With negated character classes, you could use [^a-z-] or [^-a-z] (the latter here is not treated as a range despite there being a character on both sides of the dash, as the first character in the negated class: ^ is considered a meta character with the special purpose of making the class negated, so the regex engine won't treat this as a literal (in these cases, and in general, I prefer placing the dash last -  but have seen myself sometimes place it first.. depends on the mood  ).

[Chappers]

Thanks for that. I wasn't hinting that I wanted an explanation, I'd see that as being rude.

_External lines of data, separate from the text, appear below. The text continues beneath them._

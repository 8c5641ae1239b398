//! Authentication error types
//!
//! Errors are safe for external exposure: an unknown username and a wrong
//! password produce the same `InvalidCredentials` variant.

use serde::{Deserialize, Serialize};
use thiserror::Error;

/// Result type alias for authentication operations
pub type AuthResult<T> = Result<T, AuthError>;

/// Authentication error types
#[derive(Debug, Error)]
pub enum AuthError {
    /// No credentials were presented
    #[error("Authentication required")]
    Unauthenticated,

    /// Authorization header present but not a well-formed Basic credential
    #[error("Malformed credentials")]
    MalformedCredentials,

    /// Unknown user or wrong password
    #[error("Invalid credentials")]
    InvalidCredentials,

    /// Authenticated, but lacking the role the route requires
    #[error("Insufficient permissions")]
    InsufficientPermissions,

    /// Password hashing failed
    #[error("Password hashing failed")]
    PasswordHashingFailed,

    /// Stored hash could not be parsed or checked
    #[error("Password verification failed")]
    PasswordVerificationFailed,

    /// Configuration error
    #[error("Configuration error: {0}")]
    Config(String),

    /// Internal error (should not be exposed to clients)
    #[error("Internal error")]
    Internal(String),
}

impl AuthError {
    /// Get the HTTP status code for this error
    pub fn status_code(&self) -> u16 {
        match self {
            Self::Unauthenticated
            | Self::MalformedCredentials
            | Self::InvalidCredentials
            | Self::PasswordVerificationFailed => 401,

            Self::InsufficientPermissions => 403,

            Self::PasswordHashingFailed | Self::Config(_) | Self::Internal(_) => 500,
        }
    }

    /// Get an error code for the client (safe to expose)
    pub fn error_code(&self) -> &'static str {
        match self {
            Self::Unauthenticated => "UNAUTHENTICATED",
            Self::MalformedCredentials => "INVALID_CREDENTIALS",
            Self::InvalidCredentials => "INVALID_CREDENTIALS",
            Self::PasswordVerificationFailed => "INVALID_CREDENTIALS",
            Self::InsufficientPermissions => "INSUFFICIENT_PERMISSIONS",
            Self::PasswordHashingFailed => "INTERNAL_ERROR",
            Self::Config(_) => "INTERNAL_ERROR",
            Self::Internal(_) => "INTERNAL_ERROR",
        }
    }

    /// Whether a 401 response should carry a `WWW-Authenticate` challenge
    pub fn is_challenge(&self) -> bool {
        self.status_code() == 401
    }

    /// Get safe message for client (doesn't leak internal details)
    pub fn client_message(&self) -> String {
        match self {
            Self::Internal(_) | Self::Config(_) => "An internal error occurred".to_string(),
            Self::PasswordVerificationFailed => Self::InvalidCredentials.to_string(),
            _ => self.to_string(),
        }
    }
}

/// JSON body for authentication failures
#[derive(Debug, Clone, Serialize, Deserialize)]
pub struct ErrorResponse {
    pub code: String,
    pub msg: String,
}

impl From<&AuthError> for ErrorResponse {
    fn from(err: &AuthError) -> Self {
        Self {
            code: err.error_code().to_string(),
            msg: err.client_message(),
        }
    }
}
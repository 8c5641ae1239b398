//! In-memory cash card store
//!
//! Used for development mode and tests. Ids come from a monotonically
//! increasing counter and are never handed out twice, even after deletes.

use std::collections::BTreeMap;
use std::sync::atomic::{AtomicI64, Ordering};

use async_trait::async_trait;
use parking_lot::RwLock;

use crate::{CashCardStore, DbCashCard, DbError, DbResult, PageRequest, SaveCashCard};

pub struct MemoryCashCardStore {
    cards: RwLock<BTreeMap<i64, DbCashCard>>,
    next_id: AtomicI64,
}

impl MemoryCashCardStore {
    pub fn new() -> Self {
        Self {
            cards: RwLock::new(BTreeMap::new()),
            next_id: AtomicI64::new(1),
        }
    }

    /// Create a store pre-populated with rows, keeping their ids.
    pub fn with_cards(cards: impl IntoIterator<Item = DbCashCard>) -> Self {
        let store = Self::new();
        {
            let mut map = store.cards.write();
            for card in cards {
                store.next_id.fetch_max(card.id + 1, Ordering::SeqCst);
                map.insert(card.id, card);
            }
        }
        store
    }

    pub fn len(&self) -> usize {
        self.cards.read().len()
    }

    pub fn is_empty(&self) -> bool {
        self.cards.read().is_empty()
    }

    /// Snapshot of every row, ordered by id.
    pub fn snapshot(&self) -> Vec<DbCashCard> {
        self.cards.read().values().cloned().collect()
    }
}

impl Default for MemoryCashCardStore {
    fn default() -> Self {
        Self::new()
    }
}

#[async_trait]
impl CashCardStore for MemoryCashCardStore {
    async fn find_by_id_and_owner(&self, id: i64, owner: &str) -> DbResult<Option<DbCashCard>> {
        Ok(self
            .cards
            .read()
            .get(&id)
            .filter(|card| card.owner == owner)
            .cloned())
    }

    async fn exists_by_id_and_owner(&self, id: i64, owner: &str) -> DbResult<bool> {
        Ok(self
            .cards
            .read()
            .get(&id)
            .is_some_and(|card| card.owner == owner))
    }

    async fn find_by_owner(&self, owner: &str, page: PageRequest) -> DbResult<Vec<DbCashCard>> {
        let owned = self
            .cards
            .read()
            .values()
            .filter(|card| card.owner == owner)
            .cloned()
            .collect();

        paged(owned, page)
    }

    async fn find_all(&self, page: PageRequest) -> DbResult<Vec<DbCashCard>> {
        paged(self.snapshot(), page)
    }

    async fn save(&self, card: SaveCashCard) -> DbResult<DbCashCard> {
        let id = match card.id {
            Some(id) => {
                self.next_id.fetch_max(id + 1, Ordering::SeqCst);
                id
            }
            None => self.next_id.fetch_add(1, Ordering::SeqCst),
        };

        let stored = DbCashCard {
            id,
            amount: card.amount,
            owner: card.owner,
        };
        self.cards.write().insert(id, stored.clone());

        Ok(stored)
    }

    async fn delete_by_id(&self, id: i64) -> DbResult<()> {
        self.cards.write().remove(&id);
        Ok(())
    }

    async fn health_check(&self) -> DbResult<bool> {
        Ok(true)
    }

    fn backend(&self) -> &'static str {
        "memory"
    }
}

/// Order by amount then id and cut out one page
fn paged(mut cards: Vec<DbCashCard>, page: PageRequest) -> DbResult<Vec<DbCashCard>> {
    if page.offset < 0 || page.limit < 0 {
        return Err(DbError::InvalidInput(format!(
            "offset {} / limit {} must not be negative",
            page.offset, page.limit
        )));
    }

    cards.sort_by(|a, b| a.amount.cmp(&b.amount).then(a.id.cmp(&b.id)));

    Ok(cards
        .into_iter()
        .skip(page.offset as usize)
        .take(page.limit as usize)
        .collect())
}
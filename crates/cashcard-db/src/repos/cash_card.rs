//! Cash card repository

use async_trait::async_trait;
use sqlx::PgPool;

use crate::{CashCardStore, DbCashCard, DbError, DbResult, PageRequest, SaveCashCard};

/// PostgreSQL-backed cash card repository
#[derive(Clone)]
pub struct CashCardRepo {
    pool: PgPool,
}

impl CashCardRepo {
    pub fn new(pool: PgPool) -> Self {
        Self { pool }
    }
}

#[async_trait]
impl CashCardStore for CashCardRepo {
    async fn find_by_id_and_owner(&self, id: i64, owner: &str) -> DbResult<Option<DbCashCard>> {
        let card = sqlx::query_as::<_, DbCashCard>(
            r#"
            SELECT id, amount, owner
            FROM cash_cards
            WHERE id = $1 AND owner = $2
            "#,
        )
        .bind(id)
        .bind(owner)
        .fetch_optional(&self.pool)
        .await?;

        Ok(card)
    }

    async fn exists_by_id_and_owner(&self, id: i64, owner: &str) -> DbResult<bool> {
        let exists: bool = sqlx::query_scalar(
            "SELECT EXISTS(SELECT 1 FROM cash_cards WHERE id = $1 AND owner = $2)",
        )
        .bind(id)
        .bind(owner)
        .fetch_one(&self.pool)
        .await?;

        Ok(exists)
    }

    async fn find_by_owner(&self, owner: &str, page: PageRequest) -> DbResult<Vec<DbCashCard>> {
        check_page(page)?;

        let cards = sqlx::query_as::<_, DbCashCard>(
            r#"
            SELECT id, amount, owner
            FROM cash_cards
            WHERE owner = $1
            ORDER BY amount ASC, id ASC
            LIMIT $2 OFFSET $3
            "#,
        )
        .bind(owner)
        .bind(page.limit)
        .bind(page.offset)
        .fetch_all(&self.pool)
        .await?;

        Ok(cards)
    }

    async fn find_all(&self, page: PageRequest) -> DbResult<Vec<DbCashCard>> {
        check_page(page)?;

        let cards = sqlx::query_as::<_, DbCashCard>(
            r#"
            SELECT id, amount, owner
            FROM cash_cards
            ORDER BY amount ASC, id ASC
            LIMIT $1 OFFSET $2
            "#,
        )
        .bind(page.limit)
        .bind(page.offset)
        .fetch_all(&self.pool)
        .await?;

        Ok(cards)
    }

    async fn save(&self, card: SaveCashCard) -> DbResult<DbCashCard> {
        let stored = match card.id {
            None => {
                sqlx::query_as::<_, DbCashCard>(
                    r#"
                    INSERT INTO cash_cards (amount, owner)
                    VALUES ($1, $2)
                    RETURNING id, amount, owner
                    "#,
                )
                .bind(card.amount)
                .bind(&card.owner)
                .fetch_one(&self.pool)
                .await?
            }
            Some(id) => {
                sqlx::query_as::<_, DbCashCard>(
                    r#"
                    INSERT INTO cash_cards (id, amount, owner)
                    VALUES ($1, $2, $3)
                    ON CONFLICT (id) DO UPDATE
                    SET amount = EXCLUDED.amount, owner = EXCLUDED.owner
                    RETURNING id, amount, owner
                    "#,
                )
                .bind(id)
                .bind(card.amount)
                .bind(&card.owner)
                .fetch_one(&self.pool)
                .await?
            }
        };

        Ok(stored)
    }

    async fn delete_by_id(&self, id: i64) -> DbResult<()> {
        sqlx::query("DELETE FROM cash_cards WHERE id = $1")
            .bind(id)
            .execute(&self.pool)
            .await?;

        Ok(())
    }

    async fn health_check(&self) -> DbResult<bool> {
        Ok(sqlx::query("SELECT 1").fetch_one(&self.pool).await.is_ok())
    }

    fn backend(&self) -> &'static str {
        "postgres"
    }
}

fn check_page(page: PageRequest) -> DbResult<()> {
    if page.offset < 0 || page.limit < 0 {
        return Err(DbError::InvalidInput(format!(
            "offset {} / limit {} must not be negative",
            page.offset, page.limit
        )));
    }
    Ok(())
}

I was actually being sincere and saying that it was good that you'd explained about why instead of just saying to do it, because from my point of view you had explained when you said "taking into account MadTechie's correction of the dash location (which must be the very first or last character in the class to be treated as a literal [unless using a negated character class, in that case the dash must be the second or last character])". Sorry if I didn't make it clear. But thanks anyway for the expanded explanation, it all helps!